Pete Kuhnmuench, the group’s president, told WZZM 13 Tuesday, “The reality is most folks have other coverage that we think we’re duplicating here in Michigan with this lifetime mandate, and we think the consumer can be more efficient with their dollars by making choices on the level of coverage they’d like under their auto policy.”

State lawmakers are expected to soon debate changes that would provide personal injury protection choices. Options would go as low as $50,000 all the way up to the current full coverage.

A pair of reports commissioned by supporters of the current system say the proposed changes would result in a $30 million shift to Michigan’s Medicaid costs and the lost of about 3,500 healthcare jobs.
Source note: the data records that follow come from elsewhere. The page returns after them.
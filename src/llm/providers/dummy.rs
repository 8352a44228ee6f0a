//! Dummy LLM provider. Echoes the last user message back prefixed with `[echo]`.
//! Used for running the chat and prompt paths without an API key.

use crate::llm::{ChatMessage, ChatRole, ProviderError};

#[derive(Debug, Clone)]
pub struct DummyProvider;

impl DummyProvider {
    pub async fn complete(&self, messages: &[ChatMessage]) -> Result<String, ProviderError> {
        let last = messages
            .iter()
            .rev()
            .find(|m| m.role == ChatRole::User)
            .map(|m| m.content.as_str())
            .unwrap_or_default();
        Ok(format!("[echo] {last}"))
    }
}
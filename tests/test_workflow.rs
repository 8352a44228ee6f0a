//! End-to-end tests through the library: config, context, orchestrator and
//! memory working together.

use std::path::Path;
use std::sync::Arc;

use chrono::Duration;
use tripmate::clock::{Clock, ManualClock};
use tripmate::config::{self, Config, EnvOverrides};
use tripmate::context::AppContext;
use tripmate::subsystems::memory::{ContextMap, TravelMemory};
use tripmate::subsystems::orchestrator::WorkflowOutcome;

fn context() -> (AppContext, Arc<ManualClock>) {
    let clock = Arc::new(ManualClock::at_date(2025, 6, 1).unwrap());
    let ctx = AppContext::with_clock(Config::test_default(), clock.clone()).unwrap();
    (ctx, clock)
}

#[test]
fn shipped_config_parses() {
    let cfg = config::load_from(Path::new("config/default.toml"), &EnvOverrides::default()).unwrap();
    assert_eq!(cfg.app_name, "tripmate");
    assert_eq!(cfg.llm.provider, "dummy");
    assert_eq!(cfg.orchestrator.summary_turns, 5);
    assert!(cfg.comms.pty.enabled);
    assert!(!cfg.comms.http.enabled);
    assert!(cfg.llm_available());
}

#[tokio::test]
async fn planning_request_extracts_and_plans() {
    let (ctx, _) = context();
    let mut memory = ctx.memory.lock().await;
    let record = ctx.orchestrator.process_request(
        &mut memory,
        "Plan a 5-day trip to Paris in June for 2 people with medium budget",
    );

    assert_eq!(record.agent_used, "travel_agent");
    let extracted = &record.extracted_context;
    assert_eq!(extracted.get_str("destination"), Some("Paris"));
    assert_eq!(extracted.get_int("duration"), Some(5));
    assert_eq!(extracted.get_int("travelers"), Some(2));
    assert_eq!(extracted.get_str("budget_level"), Some("medium"));
    assert!(record.response.contains("Travel Itinerary for Paris"));
    assert!(record.response.contains("Day 5 - 2025-06-05"));
    assert_eq!(memory.search_history().len(), 1);
}

#[tokio::test]
async fn follow_up_reuses_travel_context() {
    let (ctx, _) = context();
    let mut memory = ctx.memory.lock().await;
    let mut trip = ContextMap::new();
    trip.set("destination", "Tokyo");
    memory.set_travel_context(&trip);

    let record = ctx.orchestrator.process_request(&mut memory, "What's the weather forecast?");
    assert_eq!(record.agent_used, "info_agent");
    assert_eq!(record.extracted_context.get_str("destination"), Some("Tokyo"));
    assert!(record.response.contains("Weather information for Tokyo"));
}

#[tokio::test]
async fn comprehensive_request_runs_both_agents() {
    let (ctx, clock) = context();
    clock.advance(Duration::hours(2));
    let mut memory = ctx.memory.lock().await;

    match ctx.orchestrator.handle_multi_agent_workflow(&mut memory, "Give me a comprehensive plan for Barcelona") {
        WorkflowOutcome::Combined { destination_info, travel_plan, timestamp, .. } => {
            assert!(destination_info.contains("Barcelona"));
            assert!(travel_plan.contains("Travel Itinerary for Barcelona"));
            assert_eq!(timestamp, clock.now());
        }
        other => panic!("expected combined outcome, got {other:?}"),
    }
    // Two agents, each logging a user turn and a reply.
    assert_eq!(memory.conversation_history().len(), 4);
}

#[tokio::test]
async fn snapshot_moves_state_between_stores() {
    let (ctx, _) = context();
    let json = {
        let mut memory = ctx.memory.lock().await;
        ctx.orchestrator.process_request(&mut memory, "Suggest hotels in Rome on a budget");
        let mut prefs = ContextMap::new();
        prefs.set("travel_style", "slow");
        ctx.orchestrator.update_user_preferences(&mut memory, &prefs);
        memory.export_json().unwrap()
    };

    let mut restored = TravelMemory::new();
    restored.import_json(&json).unwrap();
    let original = ctx.memory.lock().await;
    assert_eq!(restored.export(), original.export());
    assert_eq!(restored.user_preferences().get_str("travel_style"), Some("slow"));

    ctx.orchestrator.clear_session(&mut restored);
    assert!(restored.conversation_history().is_empty());
    assert!(restored.search_history().is_empty());
    assert!(restored.user_preferences().is_empty());
    assert!(restored.travel_context().is_empty());
}

#[cfg(feature = "channel-pty")]
#[tokio::test]
async fn console_lines_share_memory_with_workflow() {
    use tripmate::subsystems::comms::pty::handle_line;

    let (ctx, _) = context();
    handle_line(&ctx, "/prefs budget_level=luxury").await;
    let reply = handle_line(&ctx, "Estimate the budget for Dubai").await;
    assert!(reply.contains("Dubai"));
    let summary = ctx.orchestrator.conversation_summary(&*ctx.memory.lock().await);
    assert_eq!(summary.user_preferences.get_str("budget_level"), Some("luxury"));
    assert_eq!(summary.total_interactions, 3);
}

#[tokio::test]
async fn huge_trip_numbers_are_answered_not_panicked() {
    let (ctx, _) = context();
    let mut memory = ctx.memory.lock().await;

    let record = ctx.orchestrator.process_request(&mut memory, "hotel in Paris for 50000000 days");
    assert_eq!(record.agent_used, "travel_agent");
    assert!(record.response.contains("Paris"));

    let record = ctx
        .orchestrator
        .process_request(&mut memory, "budget cost for 4000000000 days for 4000000000 people");
    assert!(record.response.contains("Failed to estimate budget: totals for 4000000000 travelers"));
}
//! Agents: turn a classified request into a provider call and a readable reply.
//!
//! Each agent picks one provider from intent keywords in the request, fills
//! its inputs from the extracted context (with fixed defaults), logs the raw
//! result to the memory search log and renders a multi-section text reply.
//! Provider failures ([`ToolError`]) are rendered inline; only rendering and
//! payload serialisation failures surface as [`AgentError`].

pub mod info;
pub mod travel;

use std::fmt;

use serde::Serialize;
use thiserror::Error;
use tracing::{debug, warn};

use crate::clock::SharedClock;
use crate::subsystems::memory::{ContextMap, Role, TravelMemory};
use crate::subsystems::routing::AgentKind;
use crate::subsystems::tools::ToolError;

pub use info::InfoAgent;
pub use travel::TravelAgent;

#[derive(Debug, Error)]
pub enum AgentError {
    #[error("failed to render reply: {0}")]
    Render(#[from] fmt::Error),

    #[error("failed to serialise provider payload: {0}")]
    Payload(#[from] serde_json::Error),
}

/// Both agents, dispatched by [`AgentKind`].
pub struct Agents {
    info: InfoAgent,
    travel: TravelAgent,
}

impl Agents {
    pub fn new(clock: SharedClock) -> Self {
        Self {
            info: InfoAgent::new(clock.clone()),
            travel: TravelAgent::new(clock),
        }
    }

    pub fn process_request(
        &self,
        kind: AgentKind,
        memory: &mut TravelMemory,
        request: &str,
        context: &ContextMap,
    ) -> Result<String, AgentError> {
        match kind {
            AgentKind::Info => self.info.process_request(memory, request, context),
            AgentKind::Travel => self.travel.process_request(memory, request, context),
        }
    }
}

/// Shared turn bookkeeping: log the user turn, run `body`, log the reply.
///
/// On failure the apology text is still logged as the assistant turn before
/// the error is handed back.
pub(crate) fn run_turn(
    memory: &mut TravelMemory,
    agent: &str,
    request: &str,
    apology: &str,
    body: impl FnOnce(&mut TravelMemory) -> Result<String, AgentError>,
) -> Result<String, AgentError> {
    memory.add_conversation(Role::User, request, Some(agent));
    match body(memory) {
        Ok(response) => {
            memory.add_conversation(Role::Assistant, response.clone(), Some(agent));
            Ok(response)
        }
        Err(e) => {
            warn!(%agent, error = %e, "agent: request failed");
            memory.add_conversation(Role::Assistant, format!("{apology}: {e}"), Some(agent));
            Err(e)
        }
    }
}

/// Store a provider result in the search log: the payload on success,
/// `{"error": ...}` on failure.
pub(crate) fn log_result<T: Serialize>(
    memory: &mut TravelMemory,
    query: String,
    result: &Result<T, ToolError>,
    agent: &str,
) -> Result<(), AgentError> {
    let value = match result {
        Ok(payload) => serde_json::to_value(payload)?,
        Err(e) => e.to_json(),
    };
    debug!(%query, ok = result.is_ok(), "agent: provider result logged");
    memory.add_search_result(query, value, agent);
    Ok(())
}

/// Context field readers with the agents' fallback values.
pub(crate) struct Fields<'a>(pub &'a ContextMap);

impl Fields<'_> {
    pub fn text(&self, key: &str, default: &str) -> String {
        self.0.get_str(key).unwrap_or(default).to_string()
    }

    pub fn opt_text(&self, key: &str) -> Option<String> {
        self.0.get_str(key).map(str::to_string)
    }

    /// Non-negative integer; negatives and non-numbers take the default.
    pub fn count(&self, key: &str, default: u32) -> u32 {
        self.0
            .get_int(key)
            .and_then(|n| u32::try_from(n).ok())
            .unwrap_or(default)
    }

    pub fn list(&self, key: &str) -> Vec<String> {
        self.0.get_list(key).unwrap_or_default()
    }
}
//! Request routing: which agent handles a request, and what trip context
//! the request carries.

pub mod classifier;
pub mod extractor;

pub use classifier::{AgentKind, KeywordClassifier};
pub use extractor::ContextExtractor;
The following lawmakers are on the House Insurance Committee if you would like to contact them and tell them how you feel about this issue:

Rep. Lisa Posthumus Lyons – 517-373-0846

lisalyons@house.mi.gov

Rep. Roy Schmidt – 517-373-0822

royschmidt@house.mi.gov

Sen. Geoff Hansen – 517-373-6339

By Peter Ross

Full Article here.

One comment

  • Cindy Broughton says:

    We used to be one of the best states to live in with fair wages, benefits, good roads and a hard working legislature working for the citizens. This is just one more change that puts Michigan near the bottom of the states.
    Again, it the industry and business interests that are considered first.
    I lived in Texas when no fault passed in Michigan. Many Texans told me how much sense no fault made and that they wished their state worked more like Michigan. Now we race Texas, and Alabama, and Arkansas and the other southern states to the bottom. We are losing our special quality of life.